──────── Data section ────────

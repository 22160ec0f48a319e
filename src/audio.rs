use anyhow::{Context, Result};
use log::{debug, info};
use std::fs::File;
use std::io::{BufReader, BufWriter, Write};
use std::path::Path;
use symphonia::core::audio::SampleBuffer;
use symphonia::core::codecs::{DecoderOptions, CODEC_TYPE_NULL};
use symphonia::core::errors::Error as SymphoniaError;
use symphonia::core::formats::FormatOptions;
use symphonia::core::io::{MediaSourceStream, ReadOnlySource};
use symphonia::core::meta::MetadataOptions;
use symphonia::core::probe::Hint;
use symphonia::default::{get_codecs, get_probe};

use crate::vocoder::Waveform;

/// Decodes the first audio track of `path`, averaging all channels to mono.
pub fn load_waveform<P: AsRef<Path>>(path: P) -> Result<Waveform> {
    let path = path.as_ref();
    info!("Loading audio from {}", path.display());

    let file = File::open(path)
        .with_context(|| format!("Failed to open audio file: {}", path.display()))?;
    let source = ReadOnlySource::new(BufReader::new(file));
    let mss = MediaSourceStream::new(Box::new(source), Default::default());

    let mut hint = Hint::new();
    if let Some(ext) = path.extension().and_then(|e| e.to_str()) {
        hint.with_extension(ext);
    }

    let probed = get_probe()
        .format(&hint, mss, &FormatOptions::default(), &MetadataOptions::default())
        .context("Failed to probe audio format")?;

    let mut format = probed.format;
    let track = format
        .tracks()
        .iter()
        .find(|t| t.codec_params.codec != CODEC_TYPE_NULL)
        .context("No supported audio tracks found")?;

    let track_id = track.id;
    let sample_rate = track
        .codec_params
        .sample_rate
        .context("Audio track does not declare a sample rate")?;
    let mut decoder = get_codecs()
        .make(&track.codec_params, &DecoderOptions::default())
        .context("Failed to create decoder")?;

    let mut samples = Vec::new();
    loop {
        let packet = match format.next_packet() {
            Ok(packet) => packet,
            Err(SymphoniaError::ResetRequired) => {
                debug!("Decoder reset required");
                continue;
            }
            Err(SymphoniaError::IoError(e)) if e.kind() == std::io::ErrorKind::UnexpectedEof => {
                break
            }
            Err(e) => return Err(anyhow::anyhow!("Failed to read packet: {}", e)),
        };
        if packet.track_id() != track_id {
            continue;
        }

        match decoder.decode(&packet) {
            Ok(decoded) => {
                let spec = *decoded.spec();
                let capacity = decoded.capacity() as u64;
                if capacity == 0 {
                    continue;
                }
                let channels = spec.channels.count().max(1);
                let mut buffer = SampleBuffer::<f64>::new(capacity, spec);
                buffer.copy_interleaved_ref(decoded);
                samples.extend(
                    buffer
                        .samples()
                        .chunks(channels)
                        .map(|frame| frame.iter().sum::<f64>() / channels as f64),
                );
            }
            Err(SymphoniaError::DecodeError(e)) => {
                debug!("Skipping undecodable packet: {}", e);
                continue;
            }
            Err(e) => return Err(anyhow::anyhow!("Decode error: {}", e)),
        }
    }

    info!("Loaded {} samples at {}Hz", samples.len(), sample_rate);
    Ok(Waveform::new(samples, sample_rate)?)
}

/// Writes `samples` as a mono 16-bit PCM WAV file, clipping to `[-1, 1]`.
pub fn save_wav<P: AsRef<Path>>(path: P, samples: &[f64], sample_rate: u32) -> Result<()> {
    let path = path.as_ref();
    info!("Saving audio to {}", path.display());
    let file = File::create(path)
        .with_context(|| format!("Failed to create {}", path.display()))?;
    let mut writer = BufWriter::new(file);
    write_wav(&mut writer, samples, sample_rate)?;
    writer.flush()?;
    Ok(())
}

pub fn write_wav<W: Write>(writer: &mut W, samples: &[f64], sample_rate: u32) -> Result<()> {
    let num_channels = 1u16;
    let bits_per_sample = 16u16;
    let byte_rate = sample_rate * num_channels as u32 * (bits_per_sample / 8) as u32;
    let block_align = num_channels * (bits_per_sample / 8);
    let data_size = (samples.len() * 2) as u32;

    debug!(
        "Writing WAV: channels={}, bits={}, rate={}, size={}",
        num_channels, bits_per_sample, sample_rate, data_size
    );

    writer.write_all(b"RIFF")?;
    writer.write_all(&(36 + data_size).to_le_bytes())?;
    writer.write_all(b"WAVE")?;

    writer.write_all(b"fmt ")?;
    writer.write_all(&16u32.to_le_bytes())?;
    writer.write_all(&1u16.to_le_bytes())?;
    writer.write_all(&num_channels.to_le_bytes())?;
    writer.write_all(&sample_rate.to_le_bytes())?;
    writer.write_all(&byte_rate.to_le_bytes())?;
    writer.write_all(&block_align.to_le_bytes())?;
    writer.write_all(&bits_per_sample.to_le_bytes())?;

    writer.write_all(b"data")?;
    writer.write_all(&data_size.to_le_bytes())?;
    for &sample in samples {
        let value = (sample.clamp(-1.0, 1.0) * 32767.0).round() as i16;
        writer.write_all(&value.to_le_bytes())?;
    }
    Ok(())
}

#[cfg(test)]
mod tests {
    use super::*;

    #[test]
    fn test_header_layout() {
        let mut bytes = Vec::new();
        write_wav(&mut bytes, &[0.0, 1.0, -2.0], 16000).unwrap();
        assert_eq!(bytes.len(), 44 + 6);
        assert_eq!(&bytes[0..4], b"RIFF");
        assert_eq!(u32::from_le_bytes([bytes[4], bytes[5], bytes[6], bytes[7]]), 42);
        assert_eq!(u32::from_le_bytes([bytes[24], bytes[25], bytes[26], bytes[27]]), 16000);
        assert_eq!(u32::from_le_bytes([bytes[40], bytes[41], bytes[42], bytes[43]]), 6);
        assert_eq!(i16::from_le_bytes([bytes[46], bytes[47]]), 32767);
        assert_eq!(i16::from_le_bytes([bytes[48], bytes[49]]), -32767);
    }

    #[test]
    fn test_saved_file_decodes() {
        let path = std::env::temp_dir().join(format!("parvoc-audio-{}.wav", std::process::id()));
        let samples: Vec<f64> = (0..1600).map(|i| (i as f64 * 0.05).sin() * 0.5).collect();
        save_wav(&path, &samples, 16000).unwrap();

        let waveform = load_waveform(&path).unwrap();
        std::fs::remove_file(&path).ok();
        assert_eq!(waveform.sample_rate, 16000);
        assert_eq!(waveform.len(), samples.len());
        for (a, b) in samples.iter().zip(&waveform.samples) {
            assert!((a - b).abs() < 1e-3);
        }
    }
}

────────

### [What this task involves]
Within the material above, extract exactly the lines that start at the line containing "let mut format = probed.format;" and stop after the line containing "a mono 16-bit", and only those.

### [Task answer]
    let mut format = probed.format;
    let track = format
        .tracks()
        .iter()
        .find(|t| t.codec_params.codec != CODEC_TYPE_NULL)
        .context("No supported audio tracks found")?;

    let track_id = track.id;
    let sample_rate = track
        .codec_params
        .sample_rate
        .context("Audio track does not declare a sample rate")?;
    let mut decoder = get_codecs()
        .make(&track.codec_params, &DecoderOptions::default())
        .context("Failed to create decoder")?;

    let mut samples = Vec::new();
    loop {
        let packet = match format.next_packet() {
            Ok(packet) => packet,
            Err(SymphoniaError::ResetRequired) => {
                debug!("Decoder reset required");
                continue;
            }
            Err(SymphoniaError::IoError(e)) if e.kind() == std::io::ErrorKind::UnexpectedEof => {
                break
            }
            Err(e) => return Err(anyhow::anyhow!("Failed to read packet: {}", e)),
        };
        if packet.track_id() != track_id {
            continue;
        }

        match decoder.decode(&packet) {
            Ok(decoded) => {
                let spec = *decoded.spec();
                let capacity = decoded.capacity() as u64;
                if capacity == 0 {
                    continue;
                }
                let channels = spec.channels.count().max(1);
                let mut buffer = SampleBuffer::<f64>::new(capacity, spec);
                buffer.copy_interleaved_ref(decoded);
                samples.extend(
                    buffer
                        .samples()
                        .chunks(channels)
                        .map(|frame| frame.iter().sum::<f64>() / channels as f64),
                );
            }
            Err(SymphoniaError::DecodeError(e)) => {
                debug!("Skipping undecodable packet: {}", e);
                continue;
            }
            Err(e) => return Err(anyhow::anyhow!("Decode error: {}", e)),
        }
    }

    info!("Loaded {} samples at {}Hz", samples.len(), sample_rate);
    Ok(Waveform::new(samples, sample_rate)?)
}

/// Writes `samples` as a mono 16-bit PCM WAV file, clipping to `[-1, 1]`.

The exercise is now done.